High-resolution microendoscopy. A, Photo of the high-resolution microendoscope (HRME) with attached probe. HRME images of histopathologically diagnosed (B) normal oral mucosa showing small, evenly spaced nuclei and (C) severe dysplasia showing enlarged, crowded nuclei. Field of view is 0.79 mm in diameter.

Fig. 2

Classification of imaged sites based on autofluorescence imaging and high-resolution microendoscope (HRME). The dashed line represents a linear threshold to distinguish normal sites from moderate dysplasia to cancer sites based on imaging metrics. (Reprinted from Pierce et al.).

Fig. 3

Multimodal imaging example. White light (A) and autofluorescence image (B) of red and white ulcerated lesion on the right lateral tongue in a 75-year-old female presenting at the University of Texas School of Dentistry. Site imaged with HRME (red arrow) showed loss of fluorescence with elevated normalized red-green ratio. (C) HRME probe on imaged site. (D) HRME image at site showed enlarged, crowded nuclei. Biopsy of the site was performed, and pathologic diagnosis was invasive OSCC.

Fig. 4

Risk heat map based on autofluorescence imaging. White light (A) and autofluorescence image (B) of floor of mouth lesion containing histopathologically confirmed dysplasia and carcinoma in situ.
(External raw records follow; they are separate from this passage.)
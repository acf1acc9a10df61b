//! apiforge code generator library.
//!
//! This crate turns a normalized API model (see `apiforge-define`) into
//! three coupled Rust artifacts plus router glue:
//!
//! - Data transfer objects with keyed JSON codecs and rule validation
//! - An axum server with one registration function per tag and one
//!   handler per operation
//! - A client SDK with an async method and a callback method per operation
//! - An `application()` function mounting every route
//!
//! All artifacts derive types through one [`codegen::TypeMapper`] and names
//! through [`naming`], which keeps them consistent with each other.
//!
//! ## Modules
//!
//! - [`codegen`] - Per-artifact compilers
//! - [`naming`] - Identifier derivation
//! - [`parser`] - Path template utilities
//! - [`validation`] - Pre-generation model checks
//! - [`output`] - Assembly, validation, formatting and emission
//! - [`errors`] - Error types for the generator
//!
//! ## Example Usage
//!
//! ```
//! use apiforge_define::{ApiModel, BuildConfig, Definition, Property, TypeRef};
//! use apiforge_gen::output::{MemoryEmitter, generate};
//!
//! let model = ApiModel::new("Petstore").with_definition(
//!     Definition::new("Pet").with_property(Property::required("id", TypeRef::int())),
//! );
//!
//! let mut emitter = MemoryEmitter::new();
//! generate(&model, &BuildConfig::default(), &mut emitter).unwrap();
//! assert!(emitter.get("dto.rs").unwrap().contains("pub struct Pet"));
//! ```

pub mod codegen;
pub mod errors;
pub mod naming;
pub mod output;
pub mod parser;
pub mod validation;

#[cfg(test)]
mod test_utils;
C, Risk heat map based on red-green ratio overlaid on white light image, with pathologic diagnoses at 6 sites denoted by lowercase letters (a–f). Histology slides of the six sites are shown below (scale bar = 1 mm). (Reprinted from Roblyer et al.).

Fig. 5

Optical coherence tomography (OCT) in the oral mucosa. A–C, Photograph (A), in vivo OCT image (B), and ×10 hematoxylin and eosin (H&E slide) (C) of dysplastic buccal mucosa. D, In vivo OCT image of normal buccal mucosa: (1) stratified squamous epithelium, (2) keratinized epithelial surface layer, (3) basement membrane, (4) submucosa. (Reprinted with permission from Wilder-Smith et al.).

Fig. 6

Reflectance confocal microscopy in the oral mucosa. A–C, In vivo reflectance confocal microscopy images of clinically normal buccal mucosa at depths of approximately (A) 10 µm (superficial epithelium), (B) 70 µm (spinous layer), and (C) 120 µm (approaching basement membrane). D–F, In vivo reflectance confocal microscopy images of a leukoplakia at depths of approximately (D) 10 µm (superficial epithelium), (E) 70 µm (spinous layer), and (F) 120 µm (approaching basement membrane). G, Photograph of the leukoplakia, including the imaged lesion (circle). H, Hematoxylin and eosin (H&E) slide of imaged leukoplakia diagnosed as mild to focally moderate dysplasia. Yellow arrow: Increased nuclear to cytoplasmic ratio. Green arrow: Loss of polarity of basal cells. White arrow: Hyperkeratosis. (Reprinted from Olsovsky et al.).